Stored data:

impl AutoModerator {
    pub fn new(
        content: Arc<dyn ContentStore>,
        reports: Arc<dyn ReportStore>,
        cache: Arc<NamespaceCache>,
        notifier: Notifier,
        audit: AuditLogger,
        config: ModerationConfig,
    ) -> Self {
        let scoring = config.scoring.build(config.report_weight, config.reporter_weight);
        Self {
            content,
            reports,
            cache,
            notifier,
            audit,
            scoring,
            config,
            scan_lock: Mutex::new(()),
            shutdown_tx: Mutex::new(None),
        }
    }

    /// Replace the scoring strategy
    pub fn with_scoring(mut self, scoring: Arc<dyn ReportScoring>) -> Self {
        self.scoring = scoring;
        self
    }

    pub fn config(&self) -> &ModerationConfig {
        &self.config
    }

    /// Spawn the interval loop. The first scan runs one interval after start.
    pub async fn start(self: Arc<Self>) -> Result<JoinHandle<()>> {
        let mut shutdown = self.shutdown_tx.lock().await;
        if shutdown.is_some() {
            return Err(EngineError::InvalidState("auto-moderation already started".into()));
        }
        let (tx, mut rx) = mpsc::channel::<()>(1);
        *shutdown = Some(tx);
        drop(shutdown);

        info!(
            interval_secs = self.config.interval.as_secs(),
            threshold = self.config.threshold,
            strategy = self.scoring.name(),
            "Starting auto-moderation scheduler"
        );

        let moderator = Arc::clone(&self);
        Ok(tokio::spawn(async move {
            let mut ticker = tokio::time::interval(moderator.config.interval);
            ticker.set_missed_tick_behavior(MissedTickBehavior::Delay);
            ticker.tick().await;

            loop {
                tokio::select! {
                    _ = ticker.tick() => {
                        match moderator.run_once(None).await {
                            Ok(summary) => debug!(
                                scanned = summary.scanned,
                                removed = summary.removed.len(),
                                failed = summary.failed,
                                "Scheduled moderation scan finished"
                            ),
                            Err(EngineError::InvalidState(msg)) => debug!("Skipping tick: {}", msg),
                            Err(e) => error!(error = %e, "Scheduled moderation scan failed"),
                        }
                    }
                    _ = rx.recv() => {
                        info!("Auto-moderation scheduler stopped");
                        break;
                    }
                }
            }
        }))
    }

    /// Signal the interval loop to exit; a scan in progress completes first
    pub async fn stop(&self) {
        if let Some(tx) = self.shutdown_tx.lock().await.take() {
            let _ = tx.send(()).await;
        }
    }

    pub async fn is_running(&self) -> bool {
        self.shutdown_tx.lock().await.is_some()
    }

    /// Scan every target with pending reports, or only `target`.
    ///
    /// Fails with `InvalidState` when another scan holds the lock.
    pub async fn run_once(&self, target: Option<&ContentRef>) -> Result<RunSummary> {
        let _scan = self
            .scan_lock
            .try_lock()
            .map_err(|_| EngineError::InvalidState("auto-moderation scan already running".into()))?;

        let aggregates = self.reports.pending_aggregates(target).await?;
        let mut summary = RunSummary {
            scanned: aggregates.len(),
            ..Default::default()
        };

        for aggregate in &aggregates {
            match self.evaluate(aggregate).await {
                Ok(Verdict::Removed) => summary.removed.push(aggregate.target.clone()),
                Ok(Verdict::BelowThreshold) => summary.below_threshold += 1,
                Ok(Verdict::Skipped) => summary.skipped += 1,
                Err(e) => {
                    summary.failed += 1;
                    warn!(content = %aggregate.target, error = %e, "Moderation of target failed");
                    let event = self
                        .audit
                        .event(AuditEventType::RemovalFailed)
                        .with_target(aggregate.target.clone())
                        .with_metadata(serde_json::json!({ "error": e.to_string() }));
                    self.audit.log(event).await;
                }
            }
        }

        if !summary.removed.is_empty() || summary.failed > 0 {
            let event = self
                .audit
                .event(AuditEventType::ScanCompleted)
                .with_metadata(serde_json::json!({
                    "scanned": summary.scanned,
                    "removed": summary.removed.len(),
                    "failed": summary.failed,
                }));
            self.audit.log(event).await;
        }

        info!(
            scanned = summary.scanned,
            removed = summary.removed.len(),
            below_threshold = summary.below_threshold,
            skipped = summary.skipped,
            failed = summary.failed,
            "Moderation scan complete"
        );
        Ok(summary)
    }

    /// Current state of `target`
    pub async fn state(&self, target: &ContentRef) -> Result<TargetState> {
        let content = self
            .content
            .find_content(target)
            .await?
            .ok_or_else(|| EngineError::NotFound(format!("content {target}")))?;
        if !content.is_live() {
            return Ok(TargetState::Removed);
        }
        let pending = self.reports.pending_aggregates(Some(target)).await?;
        Ok(if pending.is_empty() {
            TargetState::Clean
        } else {
            TargetState::UnderReview
        })
    }

    async fn evaluate(&self, aggregate: &ReportAggregate) -> Result<Verdict> {
        let target = &aggregate.target;
        let score = self.scoring.score(aggregate);
        if score < self.config.threshold {
            debug!(content = %target, score, threshold = self.config.threshold, "Below threshold");
            return Ok(Verdict::BelowThreshold);
        }

        let Some(content) = self.content.find_content(target).await? else {
            debug!(content = %target, "Reported content no longer exists");
            return Ok(Verdict::Skipped);
        };
        if !content.is_live() {
            // An earlier removal may have failed to resolve its reports
            let resolved = self
                .reports
                .resolve_reports(target, ReportStatus::ActionTaken, MODERATOR_ID, bson::DateTime::now())
                .await?;
            if resolved > 0 {
                info!(content = %target, reports_resolved = resolved, "Resolved reports of removed content");
            }
            return Ok(Verdict::Skipped);
        }

        let now = bson::DateTime::now();
        if !self.content.soft_delete(target, now).await? {
            debug!(content = %target, "Content removed concurrently");
            return Ok(Verdict::Skipped);
        }

        let resolved = match self
            .reports
            .resolve_reports(target, ReportStatus::ActionTaken, MODERATOR_ID, now)
            .await
        {
            Ok(count) => count,
            Err(e) => {
                warn!(content = %target, error = %e, "Content removed but reports left unresolved");
                0
            }
        };

        self.cache.invalidate_namespace(&content_namespace(target.kind));

        self.notifier.dispatch(
            NotificationEvent::new(NotificationType::PostRemoved, &content.owner_id, SYSTEM_SENDER)
                .with_event_id(format!("removed:{}:{}", target.kind, target.id))
                .with_content(target.clone()),
        );

        let event = self
            .audit
            .event(AuditEventType::ContentRemoved)
            .with_target(target.clone())
            .with_score(score, self.config.threshold, self.scoring.name())
            .with_reports_resolved(resolved);
        self.audit.log(event).await;

        info!(
            content = %target,
            owner_id = %content.owner_id,
            score,
            reports_resolved = resolved,
            "Content removed by auto-moderation"
        );
        Ok(Verdict::Removed)
    }
}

**EXERCISE**
Please go over the data above and copy each line with "DateTime" in it.

**REPLY TO THE EXERCISE**
                .resolve_reports(target, ReportStatus::ActionTaken, MODERATOR_ID, bson::DateTime::now())
        let now = bson::DateTime::now();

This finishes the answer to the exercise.